● Description of the task: Keep only the lines that hold the string "reference", filtering out the rest of the entries below.
[Data for review — start]
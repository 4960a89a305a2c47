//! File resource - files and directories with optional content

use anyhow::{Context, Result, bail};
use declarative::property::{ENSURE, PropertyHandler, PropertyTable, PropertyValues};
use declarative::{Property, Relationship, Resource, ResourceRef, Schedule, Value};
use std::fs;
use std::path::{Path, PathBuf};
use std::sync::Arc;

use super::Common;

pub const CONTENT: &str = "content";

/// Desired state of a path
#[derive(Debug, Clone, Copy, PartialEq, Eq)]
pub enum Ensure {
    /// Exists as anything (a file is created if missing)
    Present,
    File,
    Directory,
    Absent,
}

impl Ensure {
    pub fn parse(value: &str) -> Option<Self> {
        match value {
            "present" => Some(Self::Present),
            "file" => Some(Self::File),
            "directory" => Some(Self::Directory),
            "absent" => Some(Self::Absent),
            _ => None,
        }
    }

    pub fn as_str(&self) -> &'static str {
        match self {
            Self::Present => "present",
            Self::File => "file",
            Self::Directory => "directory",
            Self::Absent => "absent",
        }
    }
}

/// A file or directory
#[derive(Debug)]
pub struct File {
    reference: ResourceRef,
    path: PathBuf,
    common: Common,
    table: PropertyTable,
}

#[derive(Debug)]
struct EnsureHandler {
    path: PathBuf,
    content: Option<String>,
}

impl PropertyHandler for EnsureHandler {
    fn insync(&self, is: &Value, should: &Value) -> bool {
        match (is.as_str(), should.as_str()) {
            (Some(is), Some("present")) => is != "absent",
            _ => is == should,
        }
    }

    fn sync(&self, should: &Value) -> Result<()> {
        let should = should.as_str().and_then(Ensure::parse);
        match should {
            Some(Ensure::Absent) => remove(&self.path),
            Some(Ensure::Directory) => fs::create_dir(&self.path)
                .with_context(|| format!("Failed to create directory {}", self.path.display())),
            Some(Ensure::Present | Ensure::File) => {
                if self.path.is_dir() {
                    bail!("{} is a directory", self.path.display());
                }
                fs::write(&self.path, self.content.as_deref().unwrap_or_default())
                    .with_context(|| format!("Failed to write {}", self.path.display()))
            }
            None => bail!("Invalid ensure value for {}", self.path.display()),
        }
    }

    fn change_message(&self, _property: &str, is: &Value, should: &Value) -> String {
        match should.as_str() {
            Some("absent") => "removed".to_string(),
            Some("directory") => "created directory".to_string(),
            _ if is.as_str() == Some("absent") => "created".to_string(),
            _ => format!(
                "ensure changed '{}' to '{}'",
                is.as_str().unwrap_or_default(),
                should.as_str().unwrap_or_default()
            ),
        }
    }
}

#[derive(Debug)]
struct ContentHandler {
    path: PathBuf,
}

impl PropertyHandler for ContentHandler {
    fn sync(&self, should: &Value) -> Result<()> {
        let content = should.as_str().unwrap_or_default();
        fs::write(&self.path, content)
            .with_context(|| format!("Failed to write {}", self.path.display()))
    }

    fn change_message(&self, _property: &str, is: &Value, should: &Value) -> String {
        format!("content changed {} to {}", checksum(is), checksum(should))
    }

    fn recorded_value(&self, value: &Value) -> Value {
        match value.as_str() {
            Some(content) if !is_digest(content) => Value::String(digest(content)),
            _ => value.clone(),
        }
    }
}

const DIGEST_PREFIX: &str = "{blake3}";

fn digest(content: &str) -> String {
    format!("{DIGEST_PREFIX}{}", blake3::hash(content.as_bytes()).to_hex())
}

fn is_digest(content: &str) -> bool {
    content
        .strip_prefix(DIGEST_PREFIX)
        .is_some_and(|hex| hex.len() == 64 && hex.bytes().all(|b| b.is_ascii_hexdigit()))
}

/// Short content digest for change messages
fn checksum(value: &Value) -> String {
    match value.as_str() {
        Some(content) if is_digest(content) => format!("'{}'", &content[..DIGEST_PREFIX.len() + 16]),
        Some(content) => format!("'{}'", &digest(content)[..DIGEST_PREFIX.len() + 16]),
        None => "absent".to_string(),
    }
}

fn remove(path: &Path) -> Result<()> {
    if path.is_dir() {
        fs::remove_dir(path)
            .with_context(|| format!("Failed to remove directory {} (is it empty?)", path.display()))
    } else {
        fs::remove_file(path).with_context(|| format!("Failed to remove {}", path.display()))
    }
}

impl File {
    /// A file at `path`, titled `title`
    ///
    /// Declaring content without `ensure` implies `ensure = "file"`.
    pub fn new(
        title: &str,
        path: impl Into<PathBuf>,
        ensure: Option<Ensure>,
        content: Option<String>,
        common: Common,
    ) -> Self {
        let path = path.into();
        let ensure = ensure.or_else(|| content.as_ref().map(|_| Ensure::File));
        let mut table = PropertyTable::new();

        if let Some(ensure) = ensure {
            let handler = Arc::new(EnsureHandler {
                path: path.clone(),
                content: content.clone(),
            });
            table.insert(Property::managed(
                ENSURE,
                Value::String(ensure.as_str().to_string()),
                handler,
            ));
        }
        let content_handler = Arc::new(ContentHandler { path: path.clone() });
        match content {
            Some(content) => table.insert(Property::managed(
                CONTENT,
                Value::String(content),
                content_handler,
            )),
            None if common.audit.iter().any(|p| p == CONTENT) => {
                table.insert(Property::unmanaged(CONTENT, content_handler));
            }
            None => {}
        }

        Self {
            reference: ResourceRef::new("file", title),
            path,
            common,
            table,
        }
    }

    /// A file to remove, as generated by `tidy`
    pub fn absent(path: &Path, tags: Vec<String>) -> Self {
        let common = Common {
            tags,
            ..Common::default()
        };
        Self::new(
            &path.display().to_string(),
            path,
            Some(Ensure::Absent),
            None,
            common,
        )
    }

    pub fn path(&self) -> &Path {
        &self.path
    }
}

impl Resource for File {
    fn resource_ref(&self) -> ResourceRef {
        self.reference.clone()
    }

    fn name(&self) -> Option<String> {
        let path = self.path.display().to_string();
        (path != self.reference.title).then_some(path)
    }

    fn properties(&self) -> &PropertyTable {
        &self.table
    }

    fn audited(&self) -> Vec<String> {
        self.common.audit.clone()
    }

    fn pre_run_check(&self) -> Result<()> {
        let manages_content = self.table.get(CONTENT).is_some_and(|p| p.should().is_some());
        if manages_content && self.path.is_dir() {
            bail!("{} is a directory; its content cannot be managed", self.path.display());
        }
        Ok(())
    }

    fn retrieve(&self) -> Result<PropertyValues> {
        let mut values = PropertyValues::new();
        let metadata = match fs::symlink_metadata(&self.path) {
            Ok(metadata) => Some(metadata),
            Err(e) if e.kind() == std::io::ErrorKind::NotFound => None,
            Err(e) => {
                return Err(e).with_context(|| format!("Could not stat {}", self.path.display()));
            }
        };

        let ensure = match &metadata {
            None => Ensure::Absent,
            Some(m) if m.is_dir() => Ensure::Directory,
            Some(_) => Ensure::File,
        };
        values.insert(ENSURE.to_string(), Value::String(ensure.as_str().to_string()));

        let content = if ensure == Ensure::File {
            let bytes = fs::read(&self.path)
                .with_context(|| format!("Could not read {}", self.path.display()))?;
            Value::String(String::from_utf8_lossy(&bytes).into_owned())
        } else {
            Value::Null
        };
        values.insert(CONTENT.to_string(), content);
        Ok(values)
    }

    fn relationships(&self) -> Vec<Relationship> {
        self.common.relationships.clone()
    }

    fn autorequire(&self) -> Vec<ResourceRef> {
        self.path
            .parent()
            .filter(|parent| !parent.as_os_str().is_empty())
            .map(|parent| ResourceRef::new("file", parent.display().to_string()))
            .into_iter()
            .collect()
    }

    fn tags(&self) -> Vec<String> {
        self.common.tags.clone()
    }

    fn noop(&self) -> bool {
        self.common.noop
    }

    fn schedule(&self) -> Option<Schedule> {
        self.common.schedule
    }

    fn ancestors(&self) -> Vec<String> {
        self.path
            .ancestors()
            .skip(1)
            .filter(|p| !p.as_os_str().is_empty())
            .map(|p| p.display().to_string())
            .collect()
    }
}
[Data for review — finish]
● Task answer:
    reference: ResourceRef,
            reference: ResourceRef::new("file", title),
        self.reference.clone()
        (path != self.reference.title).then_some(path)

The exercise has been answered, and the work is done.